PIROUETTE – Il rischio come coreografia:
Ha riportato in auge il diadema, sfidato il viola a teatro, indossato opere d’arte al collo. Qual è stata la sua più audace pirouette? Mai pentito di nulla?

Non bisogna mai pentirsi, ciò che è fatto è fatto! La più audace pirouette fu quando osai un abito lungo nero nude look, entrando nel Foyer del Teatro massimo di Palermo la prima persona che incontrai fu l’allora Sindaco Orlando il quale con grande disinvoltura mi accolse e tante furono le fotografie!     

PAS DE DEUX – Gli incontri che cambiano il ritmo:
Chi sono stati i suoi compagni di danza nella vita a cui lasciare una dedica speciale?

Ho incontrato tante persone, teste coronate, cardinali, ambasciatori, politici, stilisti ecc… Ma quelle che mi hanno insegnato a vivere ed aiutato sono tutte figure femminili, la già citata mia nonna, la fu Sig.ra Assuntina Capizzi sposata Sinatra mamma della cara ed indimenticabile amica Sabrina Sinatra, la quale prima che uscissimo di casa, per un evento, amavamo andare adolescenti ai defilé di moda, ci impartiva sempre preziosi consigli.
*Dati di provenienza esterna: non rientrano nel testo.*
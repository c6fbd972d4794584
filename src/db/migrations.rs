use crate::db::Database;
use crate::error::Result;

const MIGRATIONS: &[&str] = &[
    // Migration 1: Initial schema
    r#"
    CREATE TABLE IF NOT EXISTS rules (
        id INTEGER PRIMARY KEY AUTOINCREMENT,
        name TEXT NOT NULL UNIQUE,
        enabled INTEGER NOT NULL DEFAULT 1,
        conditions TEXT NOT NULL,
        actions TEXT NOT NULL,
        last_run_at TEXT,
        last_result TEXT,
        created_at TEXT NOT NULL DEFAULT (datetime('now')),
        updated_at TEXT NOT NULL DEFAULT (datetime('now'))
    );

    CREATE TABLE IF NOT EXISTS devices (
        id TEXT PRIMARY KEY,
        name TEXT NOT NULL
    );

    CREATE TABLE IF NOT EXISTS zones (
        id TEXT PRIMARY KEY,
        name TEXT NOT NULL,
        enabled INTEGER NOT NULL DEFAULT 1,
        cooldown_period_days INTEGER NOT NULL DEFAULT 0,
        device_id TEXT
    );

    CREATE TABLE IF NOT EXISTS sensor_readings (
        id INTEGER PRIMARY KEY AUTOINCREMENT,
        timestamp TEXT NOT NULL UNIQUE,
        rain_24h REAL,
        rain_1h REAL,
        temperature REAL,
        humidity REAL,
        pressure REAL,
        soil_moisture REAL,
        soil_channels TEXT
    );

    CREATE TABLE IF NOT EXISTS watering_events (
        id INTEGER PRIMARY KEY AUTOINCREMENT,
        zone_id TEXT NOT NULL,
        timestamp TEXT NOT NULL,
        duration_sec INTEGER NOT NULL,
        source TEXT NOT NULL,
        raw_payload TEXT
    );

    CREATE TABLE IF NOT EXISTS audit_log (
        id INTEGER PRIMARY KEY AUTOINCREMENT,
        timestamp TEXT NOT NULL,
        rule_id INTEGER,
        rule_name TEXT NOT NULL,
        action TEXT NOT NULL,
        details TEXT NOT NULL
    );

    CREATE TABLE IF NOT EXISTS schema_migrations (
        version INTEGER PRIMARY KEY,
        applied_at TEXT NOT NULL DEFAULT (datetime('now'))
    );
    "#,
    // Migration 2: Add indexes
    r#"
    CREATE INDEX IF NOT EXISTS idx_sensor_readings_timestamp
        ON sensor_readings(timestamp);
    CREATE INDEX IF NOT EXISTS idx_watering_events_zone_timestamp
        ON watering_events(zone_id, timestamp);
    CREATE INDEX IF NOT EXISTS idx_audit_log_timestamp
        ON audit_log(timestamp);
    "#,
];

pub fn run(db: &Database) -> Result<()> {
    db.with_conn_mut(|conn| {
        conn.execute_batch(
            r#"
            CREATE TABLE IF NOT EXISTS schema_migrations (
                version INTEGER PRIMARY KEY,
                applied_at TEXT NOT NULL DEFAULT (datetime('now'))
            );
            "#,
        )?;

        let current_version: i32 = conn.query_row(
            "SELECT COALESCE(MAX(version), 0) FROM schema_migrations",
            [],
            |row| row.get(0),
        )?;
        if current_version > MIGRATIONS.len() as i32 {
            tracing::warn!(
                current_version,
                known = MIGRATIONS.len(),
                "Database schema is newer than this build"
            );
        }

        for (i, migration) in MIGRATIONS.iter().enumerate() {
            let version = (i + 1) as i32;
            if version > current_version {
                tracing::info!(version, "Applying migration");
                let tx = conn.transaction()?;
                tx.execute_batch(migration)?;
                tx.execute(
                    "INSERT INTO schema_migrations (version) VALUES (?1)",
                    [version],
                )?;
                tx.commit()?;
            }
        }

        Ok(())
    })
}

#[cfg(test)]
mod tests {
    use super::*;

    #[test]
    fn migrations_are_idempotent() {
        let db = Database::open_in_memory().unwrap();
        run(&db).unwrap();

        let version: i32 = db
            .with_conn(|conn| {
                Ok(conn.query_row("SELECT MAX(version) FROM schema_migrations", [], |row| {
                    row.get(0)
                })?)
            })
            .unwrap();
        assert_eq!(version, MIGRATIONS.len() as i32);
    }
}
Donna Giovanna Bucalo Triglia che mi ha introdotto ai rituali di una Palermo barocca. Un’altra indimenticabile, Donna Costanza Afan de Rivera Costaguti, nipote di Franca Florio, una personalità unica, forte capace di darti il migliore consiglio possibile, non c’era problema di cui non avesse una soluzione ed infine Donna Clara Monroy di Giampillieri anch’essa un mentore, la simpatica e stravagante amica, che riesce sempre a spiazzarmi, Donna Stefanella Vanni Calvello di San Vincenzo e Danika La Loggia il mio rifugio nello sconforto. A tutte dico grazie!    

FINALE – Il gesto che resta: Oggi, in un mondo dove tutto è veloce e superficiale, cosa trasmette il suo stile?

Sogno, il piacere di obliarsi e dimenticare. Come diceva Franca Valeri, che ho visto a teatro, “La vita non è poi così interessante…” aggiungo io che bisogna renderla interessante, rifugiandosi anche nella leggerezza che spesso è foriera di grandi contenuti.